Siarlys it all boils down to whether abortion is or is not in itself an act of violence against child and mother which is intrinsically injurious. If it is injurious, then to suggest that someone needs "room" to "make a decision" or to ask them if they're "committed" to keeping the baby is crazy-making. Any confused teen who hasn't experienced feelings of committment is going to tend to be led to think that she wasn't meant to have this child--because it is being seriously suggested to her! Yes, similar to teens constantly being told that virginity is one among many choices, and if they happen to be "committed" to virginity until marriage, well then great for them, but if they're not, here is a condom. But the consequences are deeper here. What I am arguing is that if abortion is wrong and hurtful both to child and mother, then legalizing it is confusing and misguiding. What if it became legal for women to get rid of their babies in the postpartum period? What if counselors were called in when they felt terribly depressed, and the counselors said, "I'm not sure if you're committed to keeping this baby, but whether you keep it, or if you may not be feeling up to taking on motherhood just yet, I'll be here...I know some expert medical men who can have the child exposed on a hillside, if you need me to contact them." It is just *not an option* to kill an infant, so it would be ridiculous and damaging to present it as a viable option. Perhaps you don't see many women taking up the exposure option even if it were legal, but would you say the same about end of life issues? About counselors telling old people that if they feel their life is burdensome to themselves or others around them, they know people who can put them to sleep without pain?

Siarlys Jenkins said...

If a woman who has given birth does not want her baby, any willing adult could take that baby and raise it.

If a woman truly wants to abort her pregnancy, no other human being can carry it for her, although I have heard from pro-life men who have said that if they could, they would accept that baby into their own abdomen.

As long as a coercive law is telling the pregnant woman "WE decree that YOU must carry this pregnancy to term," your argument doesn't move me.

Once the baby is born, there is no excuse for destroying it -- there are safe haven laws in most states. She can leave it at the nearest hospital or police station, no questions asked.

I do wonder, though, every time I read the cumulative statistics about how many abortions are performed every year... are there really enough pro-life people willing and able to adopt to have found placements for all of them? I sort of doubt it.

Rebecca in CA said...

So...you're saying abortion should be legal because the baby until viability happens to be completely dependent upon one other person? If a woman were stuck on a desert island with an infant who depends on her for nutrition, should she have the right to abandon the baby?

Siarlys Jenkins said...

In extremis, a woman may do many things she would not do otherwise. There was a case some years ago of a plane that crashed in the Andes. In order to survive, the passengers who lived were reduced to eating the passengers who had died in the crash. They did not, noted, kill anyone for the purpose of eating them. If a woman were stuck on a desert island, ran out of food, and stopped caring for the baby, or rationed the limited food supply for herself, letting the baby starve, or killed the baby to spare it slowly starving to death, I suspect she would get off for temporary insanity or unavoidable necessity. But in most circumstances, those defences would not apply.

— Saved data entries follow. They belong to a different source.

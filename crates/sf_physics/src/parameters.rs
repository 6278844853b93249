// crates/sf_physics/src/parameters.rs

//! 全局参数
//!
//! 粒径分级列表在整个模拟中共享且递增；时间控制（已模拟时长、当前步长）
//! 由模拟驱动器推进，修正器通过已模拟时长检测新时间步。

use serde::{Deserialize, Serialize};
use sf_foundation::{ensure, SfError, SfResult};

/// 全局物理与时间参数
#[derive(Debug, Clone, PartialEq, Serialize, Deserialize)]
pub struct OverallParameters {
    /// 各粒径分级的代表粒径 [m]，严格递增
    pub fractional_grain_diameters: Vec<f64>,
    /// 重力加速度 [m/s²]
    #[serde(default = "default_gravity")]
    pub gravity: f64,
    /// 水密度 [kg/m³]
    #[serde(default = "default_water_density")]
    pub water_density: f64,
    /// 泥沙密度 [kg/m³]
    #[serde(default = "default_sediment_density")]
    pub sediment_density: f64,
    /// 孔隙率
    #[serde(default = "default_pore_volume_fraction")]
    pub pore_volume_fraction: f64,
    /// 已模拟时长 [s]
    #[serde(default)]
    pub elapsed_seconds: f64,
    /// 当前时间步长 [s]
    #[serde(default)]
    pub current_time_step: f64,
    /// 最大时间步长 [s]
    #[serde(default = "default_max_time_step")]
    pub max_time_step: f64,
    /// 结束时刻 [s]
    #[serde(default = "default_end_time")]
    pub end_time: f64,
    /// 每步最多侵蚀活动层的比例
    #[serde(default = "default_max_active_layer_erosion")]
    pub max_fraction_of_active_layer_eroded: f64,
    /// 修正器收敛循环的最大轮数
    #[serde(default = "default_max_modifier_rounds")]
    pub max_modifier_rounds: usize,
}

fn default_gravity() -> f64 {
    9.81
}
fn default_water_density() -> f64 {
    1000.0
}
fn default_sediment_density() -> f64 {
    2650.0
}
fn default_pore_volume_fraction() -> f64 {
    0.35
}
fn default_max_time_step() -> f64 {
    60.0
}
fn default_end_time() -> f64 {
    3600.0
}
fn default_max_active_layer_erosion() -> f64 {
    0.5
}
fn default_max_modifier_rounds() -> usize {
    16
}

impl Default for OverallParameters {
    fn default() -> Self {
        Self {
            fractional_grain_diameters: vec![0.002, 0.008, 0.032, 0.128],
            gravity: default_gravity(),
            water_density: default_water_density(),
            sediment_density: default_sediment_density(),
            pore_volume_fraction: default_pore_volume_fraction(),
            elapsed_seconds: 0.0,
            current_time_step: 0.0,
            max_time_step: default_max_time_step(),
            end_time: default_end_time(),
            max_fraction_of_active_layer_eroded: default_max_active_layer_erosion(),
            max_modifier_rounds: default_max_modifier_rounds(),
        }
    }
}

impl OverallParameters {
    /// 以给定粒径分级创建
    pub fn with_diameters(diameters: Vec<f64>) -> SfResult<Self> {
        let params = Self {
            fractional_grain_diameters: diameters,
            ..Default::default()
        };
        params.validate()?;
        Ok(params)
    }

    /// 验证参数
    pub fn validate(&self) -> SfResult<()> {
        let d = &self.fractional_grain_diameters;
        ensure!(
            !d.is_empty(),
            SfError::config("粒径分级列表不能为空")
        );
        for (i, &di) in d.iter().enumerate() {
            ensure!(
                di.is_finite() && di > 0.0,
                SfError::invalid_config("fractional_grain_diameters", di, "粒径必须为正")
            );
            if i > 0 {
                ensure!(
                    di > d[i - 1],
                    SfError::invalid_config("fractional_grain_diameters", di, "粒径必须严格递增")
                );
            }
        }
        ensure!(
            self.gravity > 0.0,
            SfError::invalid_config("gravity", self.gravity, "必须为正")
        );
        ensure!(
            self.sediment_density > self.water_density && self.water_density > 0.0,
            SfError::invalid_config(
                "sediment_density",
                self.sediment_density,
                "泥沙密度必须大于水密度"
            )
        );
        SfError::check_range("pore_volume_fraction", self.pore_volume_fraction, 0.0, 0.99)?;
        ensure!(
            self.max_time_step > 0.0,
            SfError::invalid_config("max_time_step", self.max_time_step, "必须为正")
        );
        ensure!(
            self.end_time >= self.elapsed_seconds,
            SfError::invalid_config("end_time", self.end_time, "结束时刻早于当前时刻")
        );
        SfError::check_range(
            "max_fraction_of_active_layer_eroded",
            self.max_fraction_of_active_layer_eroded,
            f64::MIN_POSITIVE,
            1.0,
        )?;
        ensure!(
            self.max_modifier_rounds >= 1,
            SfError::invalid_config("max_modifier_rounds", self.max_modifier_rounds, "至少为 1")
        );
        Ok(())
    }

    /// 粒径分级数
    #[inline]
    pub fn n_fractions(&self) -> usize {
        self.fractional_grain_diameters.len()
    }

    /// 相对水下密度 s - 1
    #[inline]
    pub fn submerged_specific_gravity(&self) -> f64 {
        self.sediment_density / self.water_density - 1.0
    }

    /// 是否已到达结束时刻
    #[inline]
    pub fn is_finished(&self) -> bool {
        self.elapsed_seconds >= self.end_time
    }
}

#[cfg(test)]
mod tests {
    use super::*;

    #[test]
    fn test_default_is_valid() {
        assert!(OverallParameters::default().validate().is_ok());
    }

    #[test]
    fn test_diameters_must_increase() {
        assert!(OverallParameters::with_diameters(vec![0.01, 0.005]).is_err());
        assert!(OverallParameters::with_diameters(vec![]).is_err());
        assert!(OverallParameters::with_diameters(vec![-0.01]).is_err());
        assert!(OverallParameters::with_diameters(vec![0.001, 0.01]).is_ok());
    }

    #[test]
    fn test_submerged_specific_gravity() {
        let p = OverallParameters::default();
        assert!((p.submerged_specific_gravity() - 1.65).abs() < 1e-12);
    }
}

Accordingly, I don't see the analogy to to what a woman should be required to do with what is growing INSIDE her own body, and CANNOT be turned over to anyone else. I am saying that so long as what is growing inside her IS growing INSIDE her, that is a very powerful argument for society to keep our collective hands off of her decision. On the other hand, if she waits seven or eight months, too bad lady, what's growing inside you is far too developed to decide NOW what you easily could have decided five months ago, in which case, nothing would have been growing inside you all this time.

Metabolic independence and mentation are indeed the standards I would apply. Together they provide a sound basis for drawing a line.